= Source records =
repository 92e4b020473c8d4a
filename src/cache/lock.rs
use std::sync::{RwLock, RwLockReadGuard, RwLockWriteGuard};

use tracing::warn;

pub(crate) fn rw_read<'a, T>(
    lock: &'a RwLock<T>,
    target: &'static str,
    op: &'static str,
) -> RwLockReadGuard<'a, T> {
    match lock.read() {
        Ok(guard) => guard,
        Err(poisoned) => {
            warn!(
                op,
                target_module = target,
                lock_kind = "rwlock.read",
                result = "poisoned_recovered",
                "Recovered from poisoned cache lock"
            );
            poisoned.into_inner()
        }
    }
}

pub(crate) fn rw_write<'a, T>(
    lock: &'a RwLock<T>,
    target: &'static str,
    op: &'static str,
) -> RwLockWriteGuard<'a, T> {
    match lock.write() {
        Ok(guard) => guard,
        Err(poisoned) => {
            warn!(
                op,
                target_module = target,
                lock_kind = "rwlock.write",
                result = "poisoned_recovered",
                "Recovered from poisoned cache lock"
            );
            poisoned.into_inner()
        }
    }
}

= TASK =
Every record, start to finish: reproduce it word for word.

= ANSWER BOX =
repository 92e4b020473c8d4a
filename src/cache/lock.rs
use std::sync::{RwLock, RwLockReadGuard, RwLockWriteGuard};

use tracing::warn;

pub(crate) fn rw_read<'a, T>(
    lock: &'a RwLock<T>,
    target: &'static str,
    op: &'static str,
) -> RwLockReadGuard<'a, T> {
    match lock.read() {
        Ok(guard) => guard,
        Err(poisoned) => {
            warn!(
                op,
                target_module = target,
                lock_kind = "rwlock.read",
                result = "poisoned_recovered",
                "Recovered from poisoned cache lock"
            );
            poisoned.into_inner()
        }
    }
}

pub(crate) fn rw_write<'a, T>(
    lock: &'a RwLock<T>,
    target: &'static str,
    op: &'static str,
) -> RwLockWriteGuard<'a, T> {
    match lock.write() {
        Ok(guard) => guard,
        Err(poisoned) => {
            warn!(
                op,
                target_module = target,
                lock_kind = "rwlock.write",
                result = "poisoned_recovered",
                "Recovered from poisoned cache lock"
            );
            poisoned.into_inner()
        }
    }
}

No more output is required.